Fr. Theodore Stylianopoulos | 12 September 2021

Some years ago I came across a book with the title Deadly Emotions by Don Colbert, a Christian medical doctor. The book’s focus is on the mind and body relationship, and the fact that emotions produce chemical changes affecting every aspect of our physical and spiritual selves.

On the one hand, men and women are created to enjoy the gift of life. They are capable of love, goodness, kindness, gentleness, helpfulness, justice, concord, and peace. On the other hand, they become involved in deadly emotions such as stress, anger, jealousy, painful memories, bitterness, plaguing doubts, unforgiveness, and the like, which corrupt the quality of human life. People often carry what can be described not only emotional baggage but a whole cargo of poisonous emotions that harm spiritual and physical health.

The good news is that, with God’s help, a person can take charge of the course of one’s life, especially from the standpoint of healthy attitudes and right conduct, no matter what the objective facts or circumstances. A person can do a great deal to pull the plug on toxic emotions that make life a joyless venture. Here is what Dr. Colbert highlights on the negative and positive sides—words to consider as we review our priorities.

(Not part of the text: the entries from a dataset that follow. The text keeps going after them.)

//! # Module Compliance
//!
//! The pipeline treats compliance checking as a black box: a
//! [`ComplianceChecker`] receives the application and its final properties
//! and either passes or returns a [`ComplianceFailure`] that is propagated
//! unchanged.
//!
//! [`OtpModuleChecker`] is the default rule set. It compares the `modules`
//! property against the compiled modules in `ebin`:
//!
//! - `modules` must be a list of atoms, each listed once;
//! - every listed module must have a compiled `ebin/<module>.beam`;
//! - every compiled module must be listed.

use std::collections::BTreeSet;

use appc_core::{Atom, PropertySet, Term};
use thiserror::Error;

use crate::app::AppInfo;
use crate::modules::compiled_modules;

/// A rejected application, with the checker's reason.
#[derive(Debug, Clone, PartialEq, Eq, Error)]
#[error("module validation failed for {app}: {reason}")]
pub struct ComplianceFailure {
    /// The application that failed.
    pub app: String,
    /// Why it failed.
    pub reason: String,
}

impl ComplianceFailure {
    pub fn new(app: impl Into<String>, reason: impl Into<String>) -> Self {
        Self {
            app: app.into(),
            reason: reason.into(),
        }
    }
}

/// Module/application compliance rules.
pub trait ComplianceChecker: Send + Sync {
    fn check(&self, app: &AppInfo, properties: &PropertySet) -> Result<(), ComplianceFailure>;
}

/// Checks the `modules` property against the compiled modules on disk.
#[derive(Debug, Clone, Copy, Default)]
pub struct OtpModuleChecker;

impl ComplianceChecker for OtpModuleChecker {
    fn check(&self, app: &AppInfo, properties: &PropertySet) -> Result<(), ComplianceFailure> {
        let name = app
            .name()
            .map(|n| n.as_str().to_string())
            .unwrap_or_else(|| app.descriptor().display().to_string());
        let fail = |reason: String| ComplianceFailure::new(name.clone(), reason);

        let declared = match properties.get("modules") {
            Some(Term::List(items)) => items,
            Some(other) => return Err(fail(format!("modules is not a list: {other}"))),
            None => return Err(fail("no modules property".to_string())),
        };

        let mut listed = BTreeSet::new();
        let mut duplicates = BTreeSet::new();
        for item in declared {
            let Some(module) = item.as_atom() else {
                return Err(fail(format!("module {item} is not an atom")));
            };
            if !listed.insert(module.clone()) {
                duplicates.insert(module.clone());
            }
        }
        if !duplicates.is_empty() {
            return Err(fail(format!("duplicate modules: {}", list(&duplicates))));
        }

        let compiled: BTreeSet<Atom> = compiled_modules(app.dir())
            .map_err(|e| fail(e.to_string()))?
            .into_iter()
            .collect();

        let missing: BTreeSet<Atom> = listed.difference(&compiled).cloned().collect();
        if !missing.is_empty() {
            return Err(fail(format!(
                "modules listed but not compiled: {}",
                list(&missing)
            )));
        }
        let extra: BTreeSet<Atom> = compiled.difference(&listed).cloned().collect();
        if !extra.is_empty() {
            return Err(fail(format!(
                "compiled modules missing from the modules list: {}",
                list(&extra)
            )));
        }

        tracing::debug!(app = %name, modules = listed.len(), "modules compliant");
        Ok(())
    }
}

fn list(modules: &BTreeSet<Atom>) -> String {
    let names: Vec<String> = modules.iter().map(Atom::to_string).collect();
    format!("[{}]", names.join(","))
}
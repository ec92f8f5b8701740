//! Removal of generated descriptors.

use std::io::ErrorKind;
use std::path::Path;

use crate::error::{AppError, AppResult};
use crate::layout;

/// Delete the descriptor generated from `file` if `file` is a template.
///
/// Cleaning is idempotent: an already-absent descriptor is success. Any
/// other file is left alone.
pub fn clean(file: &Path) -> AppResult<()> {
    if !layout::is_template(file) {
        tracing::debug!(file = %file.display(), "not a template; nothing to clean");
        return Ok(());
    }
    let descriptor = layout::descriptor_path_for(file);
    match std::fs::remove_file(&descriptor) {
        Ok(()) => {
            tracing::info!(file = %descriptor.display(), "removed descriptor");
            Ok(())
        }
        Err(e) if e.kind() == ErrorKind::NotFound => {
            tracing::debug!(file = %descriptor.display(), "descriptor already absent");
            Ok(())
        }
        Err(e) => Err(AppError::FileDelete {
            path: descriptor,
            reason: e.to_string(),
        }),
    }
}
//! # Atoms
//!
//! [`Atom`] is the identifier type of the term syntax: application names,
//! property keys, and module names are all atoms. The inner text is stored
//! unquoted; quoting is a property of printing, not of the value.

use std::fmt;

use serde::{Deserialize, Serialize};

/// Words that cannot appear as bare atoms and are therefore always quoted.
const RESERVED: &[&str] = &[
    "after", "and", "andalso", "band", "begin", "bnot", "bor", "bsl", "bsr", "bxor", "case",
    "catch", "cond", "div", "else", "end", "fun", "if", "let", "maybe", "not", "of", "or",
    "orelse", "receive", "rem", "try", "when", "xor",
];

/// An atom, stored as its unquoted text.
///
/// Equality is exact and case-sensitive: `Foo` and `foo` are different atoms.
#[derive(Debug, Clone, PartialEq, Eq, PartialOrd, Ord, Hash, Serialize, Deserialize)]
#[serde(transparent)]
pub struct Atom(String);

impl Atom {
    /// Create an atom from its unquoted text.
    pub fn new(text: impl Into<String>) -> Self {
        Self(text.into())
    }

    /// The unquoted text of the atom.
    pub fn as_str(&self) -> &str {
        &self.0
    }

    /// Whether the atom must be written inside single quotes.
    pub fn needs_quotes(&self) -> bool {
        needs_quotes(&self.0)
    }
}

impl From<&str> for Atom {
    fn from(text: &str) -> Self {
        Self::new(text)
    }
}

impl From<String> for Atom {
    fn from(text: String) -> Self {
        Self(text)
    }
}

impl PartialEq<str> for Atom {
    fn eq(&self, other: &str) -> bool {
        self.0 == other
    }
}

impl PartialEq<&str> for Atom {
    fn eq(&self, other: &&str) -> bool {
        self.0 == *other
    }
}

impl fmt::Display for Atom {
    fn fmt(&self, f: &mut fmt::Formatter<'_>) -> fmt::Result {
        if !self.needs_quotes() {
            return f.write_str(&self.0);
        }
        f.write_str("'")?;
        for c in self.0.chars() {
            match c {
                '\'' => f.write_str("\\'")?,
                '\\' => f.write_str("\\\\")?,
                '\n' => f.write_str("\\n")?,
                '\t' => f.write_str("\\t")?,
                '\r' => f.write_str("\\r")?,
                c if c.is_control() => write!(f, "\\x{{{:X}}}", c as u32)?,
                c => write!(f, "{c}")?,
            }
        }
        f.write_str("'")
    }
}

/// A bare atom starts with a lowercase letter and continues with
/// alphanumerics, `_` or `@`.
fn needs_quotes(text: &str) -> bool {
    let mut chars = text.chars();
    let Some(first) = chars.next() else {
        return true;
    };
    if !first.is_ascii_lowercase() {
        return true;
    }
    if !chars.all(|c| c.is_ascii_alphanumeric() || c == '_' || c == '@') {
        return true;
    }
    RESERVED.contains(&text)
}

Our bodies cannot differentiate between stress that physical factors cause and stress that emotional factors cause. Stress is stress, writes Dr. Colbert. Between 75 and 90 percent of all visits to primary-care physicians, down to allergies, result from stress-related disorders. As a nation, we are starting out on the overstressed track at younger and younger ages as we have to live with tight schedules, unrealistic expectations, conflicting desires, argumentative environments. These in turn produce more toxic conditions of frustration, chronic anxiety, anger, resentment, hostility, depression, sadness, guilt, and cynicism.

What to do about this negative maelstrom? First acknowledge that God has given you the ability to take charge and change, not necessarily the objective facts around you, but the way you choose to respond to them. Dr. Colbert invokes the metaphor of television. To choose to relate to others in egoistic and argumentative ways, or to choose to hold on to hurts and grudges, are tantamount to watching horror movies or sex channels which, even if titillating, in the end disgust and corrupt the inner person. By choosing to watch good programs that portray honesty, justice, strong values, and unselfish conduct, a person can not only be entertained and sometimes educated, but also achieve a sense of inspiration and overall well-being.

Dr. Colbert mentions the example of Victor Frankl, a famous psychologist, who suffered torture and innumerable indignities in a Nazi concentration camp. One day, naked and alone in a dark room, Frankl recognized “the last of the human freedoms”—his inner identity—which his captors could not take away. He saw a gap between what happened to him and how he reacted to it; and in that instance, he recognized the freedom or power to choose a response.

We cannot control what others will do. Playing the blame game is not a helpful option. Rehearsing grievances and painful memories eats away at the soul. Refusal to forgive only strengthens the self-prison of hatred and vindictiveness. Nurturing such dispositions fuels the cycle of negativism and sickness of soul and body.